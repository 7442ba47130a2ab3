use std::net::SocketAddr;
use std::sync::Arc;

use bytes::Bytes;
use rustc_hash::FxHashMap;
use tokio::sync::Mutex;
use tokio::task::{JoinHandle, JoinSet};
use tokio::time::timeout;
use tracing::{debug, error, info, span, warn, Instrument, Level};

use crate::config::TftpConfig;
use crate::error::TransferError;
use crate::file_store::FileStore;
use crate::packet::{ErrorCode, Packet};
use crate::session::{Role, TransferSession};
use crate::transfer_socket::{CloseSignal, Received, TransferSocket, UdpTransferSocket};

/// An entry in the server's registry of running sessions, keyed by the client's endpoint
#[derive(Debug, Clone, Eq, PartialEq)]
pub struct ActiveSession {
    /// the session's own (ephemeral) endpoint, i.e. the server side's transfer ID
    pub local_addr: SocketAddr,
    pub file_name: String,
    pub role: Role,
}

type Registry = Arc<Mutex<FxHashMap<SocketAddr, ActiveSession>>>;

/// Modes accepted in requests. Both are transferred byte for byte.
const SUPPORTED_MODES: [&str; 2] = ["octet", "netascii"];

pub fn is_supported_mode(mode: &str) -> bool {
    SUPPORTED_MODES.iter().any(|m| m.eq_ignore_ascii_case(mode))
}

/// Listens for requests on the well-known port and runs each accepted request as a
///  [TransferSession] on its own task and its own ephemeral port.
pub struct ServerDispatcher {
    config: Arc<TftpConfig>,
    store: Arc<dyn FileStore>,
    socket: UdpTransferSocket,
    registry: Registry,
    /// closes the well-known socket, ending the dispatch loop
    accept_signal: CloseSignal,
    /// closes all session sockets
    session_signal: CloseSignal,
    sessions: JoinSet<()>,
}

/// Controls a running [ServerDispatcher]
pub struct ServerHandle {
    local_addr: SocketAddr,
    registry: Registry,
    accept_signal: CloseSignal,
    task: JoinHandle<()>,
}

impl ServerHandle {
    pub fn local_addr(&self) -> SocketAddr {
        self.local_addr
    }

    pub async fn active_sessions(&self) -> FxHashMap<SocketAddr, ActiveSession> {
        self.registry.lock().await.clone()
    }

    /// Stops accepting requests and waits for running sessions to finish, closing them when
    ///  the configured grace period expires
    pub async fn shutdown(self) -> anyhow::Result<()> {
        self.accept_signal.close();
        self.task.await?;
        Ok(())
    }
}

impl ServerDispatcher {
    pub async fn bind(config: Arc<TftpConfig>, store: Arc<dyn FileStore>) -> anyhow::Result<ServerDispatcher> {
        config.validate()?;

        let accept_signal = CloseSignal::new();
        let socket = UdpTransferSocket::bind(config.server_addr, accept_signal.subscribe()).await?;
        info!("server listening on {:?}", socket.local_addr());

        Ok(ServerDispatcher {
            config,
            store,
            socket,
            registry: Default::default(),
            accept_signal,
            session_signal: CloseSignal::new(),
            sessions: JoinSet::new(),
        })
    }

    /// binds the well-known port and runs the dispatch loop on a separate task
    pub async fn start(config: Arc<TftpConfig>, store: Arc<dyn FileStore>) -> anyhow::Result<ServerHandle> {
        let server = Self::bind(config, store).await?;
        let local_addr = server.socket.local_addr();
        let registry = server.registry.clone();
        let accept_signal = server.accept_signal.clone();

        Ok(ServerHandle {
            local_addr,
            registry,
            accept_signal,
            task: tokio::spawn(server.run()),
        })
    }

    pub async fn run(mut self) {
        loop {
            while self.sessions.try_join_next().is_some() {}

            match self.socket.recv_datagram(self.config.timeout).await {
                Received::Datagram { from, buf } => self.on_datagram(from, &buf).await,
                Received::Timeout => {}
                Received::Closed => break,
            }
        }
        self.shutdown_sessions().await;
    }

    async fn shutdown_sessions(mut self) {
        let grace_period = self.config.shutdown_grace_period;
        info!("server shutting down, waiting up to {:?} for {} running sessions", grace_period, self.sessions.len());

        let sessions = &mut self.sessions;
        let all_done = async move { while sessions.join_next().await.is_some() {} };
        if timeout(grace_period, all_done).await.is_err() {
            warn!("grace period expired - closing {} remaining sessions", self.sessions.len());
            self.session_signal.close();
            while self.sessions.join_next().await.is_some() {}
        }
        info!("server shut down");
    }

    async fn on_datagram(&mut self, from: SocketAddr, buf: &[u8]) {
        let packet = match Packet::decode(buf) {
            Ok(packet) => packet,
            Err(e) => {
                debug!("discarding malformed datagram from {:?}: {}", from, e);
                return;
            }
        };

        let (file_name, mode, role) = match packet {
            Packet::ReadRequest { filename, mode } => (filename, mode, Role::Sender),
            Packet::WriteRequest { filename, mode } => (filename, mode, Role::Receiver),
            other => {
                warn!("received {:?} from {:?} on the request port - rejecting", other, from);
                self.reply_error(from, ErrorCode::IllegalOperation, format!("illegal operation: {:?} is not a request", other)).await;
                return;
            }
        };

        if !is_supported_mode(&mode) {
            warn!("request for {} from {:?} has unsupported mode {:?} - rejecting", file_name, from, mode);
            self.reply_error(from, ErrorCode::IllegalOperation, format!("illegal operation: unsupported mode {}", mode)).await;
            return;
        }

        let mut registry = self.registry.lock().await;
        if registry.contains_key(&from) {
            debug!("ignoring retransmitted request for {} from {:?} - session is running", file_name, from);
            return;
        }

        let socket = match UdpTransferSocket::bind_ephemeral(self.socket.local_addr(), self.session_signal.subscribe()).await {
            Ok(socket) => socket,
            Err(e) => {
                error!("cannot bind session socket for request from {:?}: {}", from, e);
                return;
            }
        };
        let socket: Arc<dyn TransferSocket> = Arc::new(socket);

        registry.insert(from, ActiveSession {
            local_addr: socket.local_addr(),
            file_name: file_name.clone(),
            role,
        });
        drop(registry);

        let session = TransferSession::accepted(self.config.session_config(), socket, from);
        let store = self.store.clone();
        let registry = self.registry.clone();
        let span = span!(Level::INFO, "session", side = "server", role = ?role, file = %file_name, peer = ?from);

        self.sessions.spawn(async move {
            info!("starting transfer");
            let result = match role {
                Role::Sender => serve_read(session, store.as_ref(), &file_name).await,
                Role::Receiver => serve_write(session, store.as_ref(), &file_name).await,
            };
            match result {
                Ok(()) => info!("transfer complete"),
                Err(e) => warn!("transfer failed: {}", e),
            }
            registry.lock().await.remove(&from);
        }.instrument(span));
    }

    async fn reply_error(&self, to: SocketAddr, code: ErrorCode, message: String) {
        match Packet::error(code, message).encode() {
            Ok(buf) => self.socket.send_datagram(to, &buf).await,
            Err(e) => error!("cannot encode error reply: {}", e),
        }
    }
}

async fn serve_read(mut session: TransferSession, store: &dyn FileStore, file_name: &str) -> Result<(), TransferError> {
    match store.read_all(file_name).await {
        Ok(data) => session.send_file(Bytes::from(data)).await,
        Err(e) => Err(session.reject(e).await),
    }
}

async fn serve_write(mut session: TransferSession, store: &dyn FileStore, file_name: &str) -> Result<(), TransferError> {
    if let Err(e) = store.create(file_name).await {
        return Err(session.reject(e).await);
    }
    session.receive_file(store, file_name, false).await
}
======
* **Task statement**
Set down exactly the line with "return Err(session.reject(e).await);" and each line after it up to the end of the records, adding nothing.

* **Exercise result**
        return Err(session.reject(e).await);
    }
    session.receive_file(store, file_name, false).await
}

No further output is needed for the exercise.